:: Input for this task ::

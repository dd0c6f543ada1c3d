//! Observability infrastructure for the bucket size monitor
//!
//! Provides:
//! - Prometheus metrics (ingestion counts, snapshot sizes, alarm activity, backend latency)
//! - Structured JSON logging with tracing

use prometheus::{
    register_histogram_vec, register_int_counter, register_int_gauge_vec, HistogramVec,
    IntCounter, IntGaugeVec,
};
use std::sync::OnceLock;
use tracing::{info, warn};

use crate::models::{ChangeEvent, ObjectEntry, SizeSnapshot};

/// Default histogram buckets for backend latency (in seconds)
const LATENCY_BUCKETS: &[f64] = &[
    0.001, 0.005, 0.01, 0.025, 0.05, 0.1, 0.25, 0.5, 1.0, 2.5, 5.0, 30.0, 300.0,
];

/// Global metrics instance (registered once)
static GLOBAL_METRICS: OnceLock<MonitorMetricsInner> = OnceLock::new();

struct MonitorMetricsInner {
    events_ingested: IntCounter,
    parse_errors: IntCounter,
    snapshots_written: IntCounter,
    bucket_size_bytes: IntGaugeVec,
    bucket_object_count: IntGaugeVec,
    alarm_window_sum_bytes: IntGaugeVec,
    alarm_evaluations: IntCounter,
    alarms_fired: IntCounter,
    evictions: IntCounter,
    reports_rendered: IntCounter,
    backend_latency_seconds: HistogramVec,
}

impl MonitorMetricsInner {
    fn new() -> Self {
        Self {
            events_ingested: register_int_counter!(
                "bucket_monitor_events_ingested_total",
                "Change events parsed from routed notifications"
            )
            .expect("Failed to register events_ingested"),

            parse_errors: register_int_counter!(
                "bucket_monitor_parse_errors_total",
                "Routed notifications skipped as malformed"
            )
            .expect("Failed to register parse_errors"),

            snapshots_written: register_int_counter!(
                "bucket_monitor_snapshots_written_total",
                "Size snapshots appended to the time-series store"
            )
            .expect("Failed to register snapshots_written"),

            bucket_size_bytes: register_int_gauge_vec!(
                "bucket_monitor_bucket_size_bytes",
                "Total bucket size at the latest snapshot",
                &["bucket"]
            )
            .expect("Failed to register bucket_size_bytes"),

            bucket_object_count: register_int_gauge_vec!(
                "bucket_monitor_bucket_object_count",
                "Object count at the latest snapshot",
                &["bucket"]
            )
            .expect("Failed to register bucket_object_count"),

            alarm_window_sum_bytes: register_int_gauge_vec!(
                "bucket_monitor_alarm_window_sum_bytes",
                "Sum of size deltas in the alarm window at the latest evaluation",
                &["bucket"]
            )
            .expect("Failed to register alarm_window_sum_bytes"),

            alarm_evaluations: register_int_counter!(
                "bucket_monitor_alarm_evaluations_total",
                "Alarm evaluations performed"
            )
            .expect("Failed to register alarm_evaluations"),

            alarms_fired: register_int_counter!(
                "bucket_monitor_alarms_fired_total",
                "Alarm evaluations that breached the threshold"
            )
            .expect("Failed to register alarms_fired"),

            evictions: register_int_counter!(
                "bucket_monitor_evictions_total",
                "Objects deleted by remediation"
            )
            .expect("Failed to register evictions"),

            reports_rendered: register_int_counter!(
                "bucket_monitor_reports_rendered_total",
                "Size charts rendered and uploaded"
            )
            .expect("Failed to register reports_rendered"),

            backend_latency_seconds: register_histogram_vec!(
                "bucket_monitor_backend_latency_seconds",
                "Latency of calls to storage, time-series and artifact backends",
                &["operation"],
                LATENCY_BUCKETS.to_vec()
            )
            .expect("Failed to register backend_latency_seconds"),
        }
    }
}

/// Monitor metrics for Prometheus exposition
///
/// This is a lightweight handle to the global metrics instance.
/// Multiple clones share the same underlying metrics.
#[derive(Clone)]
pub struct MonitorMetrics {
    _private: (),
}

impl Default for MonitorMetrics {
    fn default() -> Self {
        Self::new()
    }
}

impl MonitorMetrics {
    /// Create a new metrics handle (initializes global metrics if needed)
    pub fn new() -> Self {
        GLOBAL_METRICS.get_or_init(MonitorMetricsInner::new);
        Self { _private: () }
    }

    fn inner(&self) -> &MonitorMetricsInner {
        GLOBAL_METRICS.get_or_init(MonitorMetricsInner::new)
    }

    pub fn inc_events_ingested(&self) {
        self.inner().events_ingested.inc();
    }

    pub fn inc_parse_errors(&self) {
        self.inner().parse_errors.inc();
    }

    /// Record a freshly written snapshot
    pub fn record_snapshot(&self, snapshot: &SizeSnapshot) {
        let inner = self.inner();
        inner.snapshots_written.inc();
        inner
            .bucket_size_bytes
            .with_label_values(&[snapshot.source_name.as_str()])
            .set(snapshot.total_size as i64);
        inner
            .bucket_object_count
            .with_label_values(&[snapshot.source_name.as_str()])
            .set(snapshot.object_count as i64);
    }

    /// Record an alarm evaluation and whether it breached
    pub fn record_evaluation(&self, source_name: &str, window_sum: i64, fired: bool) {
        let inner = self.inner();
        inner.alarm_evaluations.inc();
        inner
            .alarm_window_sum_bytes
            .with_label_values(&[source_name])
            .set(window_sum);
        if fired {
            inner.alarms_fired.inc();
        }
    }

    pub fn inc_evictions(&self) {
        self.inner().evictions.inc();
    }

    pub fn inc_reports_rendered(&self) {
        self.inner().reports_rendered.inc();
    }

    /// Record the latency of one backend operation
    pub fn observe_backend_latency(&self, operation: &str, duration_secs: f64) {
        self.inner()
            .backend_latency_seconds
            .with_label_values(&[operation])
            .observe(duration_secs);
    }
}

/// Structured logger for monitor events
///
/// Provides consistent JSON-formatted logging for changes, snapshots,
/// alarms and reports.
#[derive(Clone)]
pub struct StructuredLogger {
    service: String,
}

impl StructuredLogger {
    pub fn new(service: impl Into<String>) -> Self {
        Self {
            service: service.into(),
        }
    }

    /// Log one normalized change event
    pub fn log_change(&self, event: &ChangeEvent) {
        info!(
            event = "size_change",
            service = %self.service,
            bucket = %event.source_name,
            object_key = %event.object_key,
            action = %event.action,
            size_delta = event.size_delta,
            "Object size change"
        );
    }

    /// Log a notification that could not be parsed
    pub fn log_parse_error(&self, message_id: &str, error: &str) {
        warn!(
            event = "parse_error",
            service = %self.service,
            message_id = %message_id,
            error = %error,
            "Skipping malformed notification"
        );
    }

    /// Log a snapshot written by the aggregator
    pub fn log_snapshot(&self, snapshot: &SizeSnapshot) {
        info!(
            event = "snapshot_recorded",
            service = %self.service,
            bucket = %snapshot.source_name,
            timestamp = snapshot.timestamp,
            total_size = snapshot.total_size,
            object_count = snapshot.object_count,
            "Bucket size recorded"
        );
    }

    /// Log an alarm evaluation
    pub fn log_alarm(&self, source_name: &str, window_sum: i64, samples: usize, threshold: i64, fired: bool) {
        if fired {
            warn!(
                event = "alarm_fired",
                service = %self.service,
                bucket = %source_name,
                window_sum = window_sum,
                samples = samples,
                threshold = threshold,
                "Size growth threshold breached"
            );
        } else {
            info!(
                event = "alarm_evaluated",
                service = %self.service,
                bucket = %source_name,
                window_sum = window_sum,
                samples = samples,
                threshold = threshold,
                "Size growth within threshold"
            );
        }
    }

    /// Log an evicted object
    pub fn log_eviction(&self, source_name: &str, object: &ObjectEntry) {
        warn!(
            event = "object_evicted",
            service = %self.service,
            bucket = %source_name,
            object_key = %object.key,
            size = object.size,
            "Evicted largest object"
        );
    }

    /// Log a remediation that found nothing to evict
    pub fn log_empty_store(&self, source_name: &str) {
        info!(
            event = "eviction_skipped",
            service = %self.service,
            bucket = %source_name,
            "Bucket contains no objects to delete"
        );
    }

    /// Log a rendered report
    pub fn log_report(&self, source_name: &str, key: &str, points: usize, max_size: u64) {
        if points == 0 {
            warn!(
                event = "report_rendered",
                service = %self.service,
                bucket = %source_name,
                artifact = %key,
                points = points,
                max_size = max_size,
                "No snapshots in report window, rendered empty chart"
            );
        } else {
            info!(
                event = "report_rendered",
                service = %self.service,
                bucket = %source_name,
                artifact = %key,
                points = points,
                max_size = max_size,
                "Size chart rendered"
            );
        }
    }

    /// Log service startup
    pub fn log_startup(&self, version: &str, source_name: &str) {
        info!(
            event = "monitor_started",
            service = %self.service,
            version = %version,
            bucket = %source_name,
            "Bucket size monitor started"
        );
    }

    /// Log service shutdown
    pub fn log_shutdown(&self, reason: &str) {
        info!(
            event = "monitor_shutdown",
            service = %self.service,
            reason = %reason,
            "Bucket size monitor shutting down"
        );
    }
}

#[cfg(test)]
mod tests {
    use super::*;

    #[test]
    fn test_monitor_metrics_creation() {
        let metrics = MonitorMetrics::new();

        metrics.inc_events_ingested();
        metrics.inc_parse_errors();
        metrics.record_snapshot(&SizeSnapshot {
            source_name: "bucket".into(),
            timestamp: 1,
            timestamp_str: String::new(),
            total_size: 47,
            object_count: 2,
        });
        metrics.record_evaluation("bucket", 38, true);
        metrics.inc_evictions();
        metrics.inc_reports_rendered();
        metrics.observe_backend_latency("list", 0.002);

        let families = prometheus::gather();
        assert!(families
            .iter()
            .any(|f| f.get_name() == "bucket_monitor_bucket_size_bytes"));
    }

    #[test]
    fn test_structured_logger_creation() {
        let logger = StructuredLogger::new("bucket-monitor");
        assert_eq!(logger.service, "bucket-monitor");
    }
}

:: What the task requires ::
Each line of the data above that contains the string "ObjectEntry" should be counted; give only the total.

:: Final answer ::
2